Sem direito de saber o que você come

A segurança alimentar não teria melhor futuro. A TPP adotaria os padrões mais baixos de qualquer país signatário e o fim da proteção contra os organismos geneticamente modificados (OGM). Segundo a Food & Water:

“A TPP inclui novas provisões desenhadas para questionar os inspetores governamentais que monitoram a importação de comida... A indústria da comida e o agronegócio exigiram — e receberam — regras que vão tornar mais difícil defender padrões domésticos de segurança alimentar das disputas de comércio internacional... O agronegócio e as empresas que produzem sementes poderiam usar as novas regras para desafiar o banimento de OGMs, os testes para contaminação por OGMs, países que não aprovam novos OGMs ou que requerem etiquetas nas embalagens. A TPP dá à indústria um poderoso instrumento contra os movimentos nacionais que lutam pela identificação de OGMs nas embalagens. A linguagem da TPP é mais poderosa e expansiva que a de acordos anteriores, que já foram usados para enfraquecer a proteção aos golfinhos na produção de atum e a exigência da identificação de país de origem nos alimentos importados”.

Os serviços de saúde também sofrem um ataque direto, forçando os países a se moverem na direção do sistema dos Estados Unidos, segundo o qual a Saúde é um privilégio dos que podem pagar por ela, em vez de um direito humano. Programas de governo voltados para reduzir o preço dos medicamentos são um alvo da TPP. Os Médicos Sem Fronteiras, que há anos soaram o alarme, dizem:

“Os países da TPP concordaram com as exigências do governo dos Estados Unidos e das companhias farmacêuticas internacionais que representam o aumento do preço de remédios, a extensão desnecessária de monopólios e o adiamento da competição dos genéricos... A TPP vai entrar para a História como o pior acordo comercial para o acesso à medicina nos países em desenvolvimento, que serão forçados a mudar suas leis para incorporar a proteção à propriedade intelectual das farmacêuticas. Por exemplo, a proteção adicional a drogas biológicas será estendida pela TPP aos países em desenvolvimento que aderirem. Estes países vão pagar um alto preço nas próximas décadas e ele será medido pelo impacto nos pacientes”.

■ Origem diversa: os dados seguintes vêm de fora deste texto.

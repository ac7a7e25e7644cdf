//! Periodic rankings fetch.
//!
//! [`Poller`] fetches once immediately and then once per interval, sending
//! every outcome to the main loop as a [`Message`]. Each tick's fetch runs in
//! its own task, so a slow response never holds back the next tick and
//! completions arrive in the order they finish.
//!
//! [`PollerHandle::stop`] cancels the timer and closes a liveness gate that
//! every fetch passes through before sending, so nothing is delivered after
//! `stop` returns even when a request was still in flight.

pub mod http;
pub mod simulated;

use std::future::Future;
use std::sync::{Arc, Mutex, PoisonError};
use std::time::Duration;

use tokio::sync::mpsc;
use tokio::task::JoinHandle;
use tokio::time::MissedTickBehavior;
use tracing::{debug, info, warn};

use crate::Result;
use crate::models::RankingsSnapshot;
use crate::tui::Message;

pub use http::HttpSource;
pub use simulated::SimulatedSource;

/// Poll period used when none is configured.
pub const DEFAULT_POLL_INTERVAL: Duration = Duration::from_secs(1);

/// Something that can produce a rankings snapshot on demand.
pub trait RankingSource: Send + Sync + 'static {
    /// Fetches the current snapshot.
    fn fetch(&self) -> impl Future<Output = Result<RankingsSnapshot>> + Send;
}

/// Starts repeating fetch schedules.
pub struct Poller;

impl Poller {
    /// Starts polling `source` every `interval`, beginning immediately.
    ///
    /// Must be called from within a Tokio runtime.
    pub fn start<S: RankingSource>(
        source: S,
        interval: Duration,
        tx: mpsc::UnboundedSender<Message>,
    ) -> PollerHandle {
        let source = Arc::new(source);
        let alive = Arc::new(Mutex::new(true));
        let gate = Arc::clone(&alive);

        info!("Starting rankings poller every {}ms", interval.as_millis());

        let timer = tokio::spawn(async move {
            let mut ticker = tokio::time::interval(interval);
            ticker.set_missed_tick_behavior(MissedTickBehavior::Delay);
            let mut tick: u64 = 0;

            loop {
                ticker.tick().await;
                if tx.is_closed() {
                    debug!("Message channel closed, poller timer exiting");
                    break;
                }

                tick += 1;
                let source = Arc::clone(&source);
                let gate = Arc::clone(&gate);
                let tx = tx.clone();
                tokio::spawn(async move {
                    let result = source.fetch().await;
                    deliver(&gate, &tx, tick, result);
                });
            }
        });

        PollerHandle {
            timer: Some(timer),
            alive,
        }
    }
}

/// Forwards one fetch outcome to the main loop unless the poller was stopped.
fn deliver(
    gate: &Mutex<bool>,
    tx: &mpsc::UnboundedSender<Message>,
    tick: u64,
    result: Result<RankingsSnapshot>,
) {
    // Held across the send so `stop` cannot interleave between check and send.
    let alive = gate.lock().unwrap_or_else(PoisonError::into_inner);
    if !*alive {
        debug!("Dropping tick {tick} result, poller stopped");
        return;
    }

    let message = match result {
        Ok(snapshot) => {
            debug!(
                "Tick {tick}: {} gainers, {} losers",
                snapshot.top.len(),
                snapshot.bottom.len()
            );
            Message::Rankings(snapshot)
        }
        Err(e) => {
            warn!("Tick {tick}: rankings fetch failed: {e}");
            Message::RankingsFailed(e.to_string())
        }
    };

    let _ = tx.send(message);
}

/// Owned handle to a running poller. Dropping it stops the poller.
pub struct PollerHandle {
    timer: Option<JoinHandle<()>>,
    alive: Arc<Mutex<bool>>,
}

impl PollerHandle {
    /// Stops the poller.
    ///
    /// Cancels the timer and guarantees that no further messages are sent.
    /// Requests already in flight are left to finish; their results are
    /// discarded. Calling `stop` more than once is a no-op.
    pub fn stop(&mut self) {
        *self.alive.lock().unwrap_or_else(PoisonError::into_inner) = false;
        if let Some(timer) = self.timer.take() {
            timer.abort();
            info!("Stopped rankings poller");
        }
    }

    /// Returns `true` until [`stop`](Self::stop) is called.
    pub fn is_running(&self) -> bool {
        self.timer.is_some()
    }
}

impl Drop for PollerHandle {
    fn drop(&mut self) {
        self.stop();
    }
}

O texto da TPP terá de ser aprovado pelas casas legislativas de diversos países e embora o tempo seja limitado e o processo encurtado para facilitar a aprovação em vários deles, a TPP pode ser derrotada. Não é uma questão nacional. Os trabalhadores serão prejudicados em todo lugar, com o desaparecimento de empregos nos países desenvolvidos e condições de trabalho miseráveis nos outros — é por isso que o capital, de onde quer que venha, está apoiando a TPP. Se houver chance de derrotá-la, será através de ativistas dos dois lados do Pacífico. Não temos tempo a perder.